Land in Makakilo is the only place on O‘ahu where the city can build a new landfill.
For years, the City and County of Honolulu has been searching for potential sites on which to develop a landfill that would eventually take over for the Waimānalo Gulch Sanitary Landfill after it becomes unusable.
But, as the Department of Environmental Services will explain at a Makakilo-Kapolei-Honokai Hale neighborhood board meeting Wednesday, a web of overlapping environmental and zoning restrictions means that the City really has only one option left: within a 1,600-acre area in the Makaiwa Hills, west of Makakilo.
Roger Babcock Jr., director of the Department of Environmental Services, told Aloha State Daily that landfills cannot be built within 10,000 feet of any airport runway, within tsunami evacuation zones or on federal lands. A 2020 law also prohibits the building of a solid waste disposal facility within a half-mile of a school, hospital or residential area or on conservation district lands.
The department had previously identified a site northwest of Wahiawā as a potential location, but Act 255, passed last year, nixed that as well: now landfills cannot be built anywhere inland of the underground injection control line, a boundary that designates whether an aquifer is a protected source of drinking water or can be tapped for an underground injection well.
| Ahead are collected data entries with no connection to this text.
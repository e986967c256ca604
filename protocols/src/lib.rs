//! Wire encoding for the probes the emitter sends.

pub mod icmp;
pub mod ip;

use anyhow::Context;
use icmpgen_common::config::ProbeConfig;
use icmpgen_common::emission::Probe;

pub const IP_V4_HDR_LEN: usize = 20;
pub const ICMP_ECHO_HDR_LEN: usize = 8;

/// Builds a complete IPv4 datagram (header included) carrying the probe's
/// ICMP echo message. The result can go straight onto a layer 3 raw socket.
pub fn create_probe_packet(probe: &Probe, cfg: &ProbeConfig) -> anyhow::Result<Vec<u8>> {
    let icmp_len: usize = ICMP_ECHO_HDR_LEN + cfg.payload_len;
    let total_len: usize = IP_V4_HDR_LEN + icmp_len;
    let total_len_u16: u16 = u16::try_from(total_len).context("probe exceeds IPv4 length")?;

    let mut pkt: Vec<u8> = vec![0u8; total_len];
    ip::create_ipv4_header(&mut pkt, total_len_u16, cfg.ttl, probe.source, probe.destination)?;
    icmp::create_echo(
        &mut pkt[IP_V4_HDR_LEN..],
        probe.kind,
        cfg.identifier,
        probe.sequence,
    )?;
    Ok(pkt)
}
The department previously had set a deadline to identify a landfill site by the end of 2022, Babcock said, but when the Red Hill fuel leak was discovered in 2021, concerns about the landfill’s potential impact on the island’s water supply pushed that deadline back to the end of 2024.
Months later, Act 255 was passed, which excluded the vast majority of all land on the island, and, Babcock said, precluded the Wahiawā site and other potential locations the department had identified “after looking since the beginning of time.”
And so, Babcock said the department is beginning the long process to get the Makaiwa Hills site approved.
The Wednesday neighborhood board meeting is a necessary first step for preparing the Makaiwa Hills site for the landfill, Babcock explained. In order for the department to make a budget request for the project — the project costs an estimated $190 million, including an estimated $65 million for purchasing the land from current owner Makaiwa Hills LLC — the Honolulu City Council needs to pass a resolution to modify the city’s Public Infrastructure Map identifying major public projects throughout the island.
In order to modify the Public Infrastructure Map, the Department of Environmental Services needs to present the project to area residents.
“This [meeting] is not about choices,” Babcock said.
Meanwhile, another deadline is fast approaching.
The landfill at Waimānalo Gulch is set to close in mid-2028 when a special use permit expires. That permit will need to be extended, Babcock said: on the most optimistic timeline, a new landfill in the Makaiwa Hills could become operational in 2033, and the necessary permits to build it will take years to obtain.
But even if the Waimānalo Gulch permit is extended, there is still another ticking clock: at current waste production rates, the Waimānalo landfill is estimated to reach capacity by 2031, two years before the earliest possible opening of the new landfill.
“We’re still evaluating how to bridge that gap,” Babcock said.
At the same time, the Makaiwa Hills landfill has a presumed lifespan of about 20 years.
Babcock said that, given how long developing this landfill has taken, the city will need to start thinking about what comes next sooner rather than later.
“There’s a lot of assumptions about those 20 years,” Babcock said. “We’re assuming growth, we’re assuming that people will generate the same about of waste.”
Babcock said the Department of Environmental Services will continue to develop additional recycling programs in an effort to remove more items from the waste stream and extend the landfills’ operational life. He said the department has just launched a pilot program for recycling food waste in the same bins as compost, for example.
Other possible solutions include the potential to ship waste or ash from the H-POWER trash incinerator off-island, or to recycle H-POWER ash into materials such as asphalt. Babcock said other governments have begun mining their landfills to extract and recycle previously buried waste, freeing up additional space.
But Babcock also said “we could always get better recycling participation,” adding that the average O‘ahu resident generates more than one ton of waste per year that gets sent to H-POWER or the landfill. “We don’t have the luxury of a lot of space.”
The Makakilo-Kapolei-Honokai Hale Neighborhood board meeting will be held Wednesday at 7 p.m. at Kapolei Hale.